There are two common ways to chop a top—and many more variations.  One method is to bend the car’s posts, watching out not to stretch the roof.  The other method is to stretch the roof in order to fit the windows back into the car once the top is chopped.  Gilbert tells readers from experience that bending the posts is bad because it’s difficult to put the windshield and windows back post-chop.  He also emphasizes the importance of taking one’s time, especially once the metalwork begins.  If you allow too much heat to build up, you will warp your roof—damage that is nearly undoable, unless you know a talented body guy.

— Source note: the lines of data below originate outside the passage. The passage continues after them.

// Configuration loader
// Loads ~/.folio/config.toml (or an explicit path) with environment fallback

use anyhow::{bail, Context, Result};
use std::fs;
use std::path::{Path, PathBuf};

use super::constants::{CONFIG_DIR, CONFIG_ENV, CONFIG_FILE};
use super::provider::{ProviderEntry, StoreEntry};
use super::settings::Config;

/// Load configuration.
///
/// Resolution order: `explicit` path, `$FOLIO_CONFIG`, `~/.folio/config.toml`,
/// then provider/store credentials from the environment.
pub fn load_config(explicit: Option<&Path>) -> Result<Config> {
    if let Some(path) = explicit {
        return load_from_file(path);
    }

    if let Ok(path) = std::env::var(CONFIG_ENV) {
        if !path.is_empty() {
            return load_from_file(Path::new(&path));
        }
    }

    if let Some(path) = default_config_path() {
        if path.exists() {
            return load_from_file(&path);
        }
    }

    if let Some(config) = config_from_env(|key| std::env::var(key).ok())? {
        return Ok(config);
    }

    bail!(
        "No configuration found. Create ~/{}/{} or set:\n\n\
        export OPENAI_API_KEY=\"sk-...\"\n\n\
        Optionally point at a hosted store with INSTANT_APP_ID and INSTANT_APP_ADMIN_TOKEN.",
        CONFIG_DIR,
        CONFIG_FILE
    );
}

/// `~/.folio/config.toml`, when a home directory exists
pub fn default_config_path() -> Option<PathBuf> {
    dirs::home_dir().map(|home| home.join(CONFIG_DIR).join(CONFIG_FILE))
}

/// Parse and validate a TOML config file
pub fn load_from_file(path: &Path) -> Result<Config> {
    let contents = fs::read_to_string(path)
        .with_context(|| format!("Failed to read configuration file {}", path.display()))?;

    let mut config: Config = toml::from_str(&contents)
        .with_context(|| format!("Failed to parse configuration file {}", path.display()))?;

    // Seed paths are relative to the config file, not the working directory
    if let StoreEntry::Memory {
        seed_path: Some(seed),
    } = &mut config.store
    {
        if seed.is_relative() {
            if let Some(dir) = path.parent() {
                *seed = dir.join(&*seed);
            }
        }
    }

    config
        .validate()
        .context("Configuration validation failed")?;

    tracing::debug!(path = %path.display(), "Loaded configuration");
    Ok(config)
}

/// Build a configuration from environment variables.
///
/// Returns `Ok(None)` when no provider key is set. Accepts the variable
/// names used by the hosted web app as aliases.
pub fn config_from_env<F>(lookup: F) -> Result<Option<Config>>
where
    F: Fn(&str) -> Option<String>,
{
    let first = |keys: &[&str]| {
        keys.iter()
            .filter_map(|k| lookup(*k))
            .find(|v| !v.trim().is_empty())
    };

    let Some(api_key) = first(&["OPENAI_API_KEY", "OPEN_AI_API_KEY"]) else {
        return Ok(None);
    };

    let mut config = Config::with_provider(ProviderEntry::Openai {
        api_key,
        model: first(&["OPENAI_MODEL"]),
        base_url: first(&["OPENAI_BASE_URL"]),
    });

    let app_id = first(&["INSTANT_APP_ID", "NEXT_PUBLIC_INSTANT_APP_ID"]);
    let admin_token = first(&["INSTANT_APP_ADMIN_TOKEN"]);
    config.store = match (app_id, admin_token) {
        (Some(app_id), Some(admin_token)) => StoreEntry::Instant {
            app_id,
            admin_token,
            base_url: None,
        },
        (Some(_), None) => {
            bail!("INSTANT_APP_ADMIN_TOKEN is not defined in environment variables")
        }
        _ => StoreEntry::Memory {
            seed_path: first(&["FOLIO_SEED"]).map(PathBuf::from),
        },
    };

    if let Some(addr) = first(&["FOLIO_BIND"]) {
        config.server.bind_address = addr;
    }

    config.validate().context("Configuration validation failed")?;
    Ok(Some(config))
}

Traditionally, customizers chose to gas weld when chopping a top.  The new guys often use an MIG.  But the greats like Bill Hines, an expert chopper born in 1932, still swear by gas welding.  Hines only uses an MIG to tack-weld pieces in place.  The July 2009 article, “Chopping a 1951 Mercury – Master Chop” in Rod & Custom describes Hines climbing on top of the Merc.  The 77-year-old chopper was by no means a siting advisor.  (You’ll still find him in his shop 7 days a week if you happen to need any work done.)

Top Chopping Basics

If you’re thinking about chopping a top—here are a few pointers from masters like Hines.  Keep your car’s profile in mind when thinking about your chop—continuity is important.  Chopping a car with a wraparound rear window can be tricky—you may need to find a smaller rear window instead and fill in the quarter-pillar void.  Bending the posts makes it difficult to fit the windows and the windshield, so consider stretching the roof instead.

And, while you’re chopping, you might also consider channeling.  Channeling a car means removing the floor, bringing the car down on the frame, and reattaching the floor—the whole process brings the car lower to the ground and makes it look even more dramatic.  Customizers who love chopping often also love channeling, especially because it lowers a car’s wind resistance, allowing for an even smoother, faster ride.

Dan Kahn said it best in “1951 Custom Chevy Chop Shop,” an article from the June 2004 issue of Rod & Custom, when he said, “Anyone can stuff a bigger cam in a motor, throw a Hurst shifter on the ol’ four speed, or swap on a set of flipper caps and white whites.  What really separates the men from the proverbial boys is taking a torch to perfectly good sheet metal and altering factor body lines.”  Ultimately, Kahn speaks the truth:  “If you want a full-blown radical custom, you’ve got to chop the top.”  There you have it folks.  What are you waiting for?  It’s chopping time.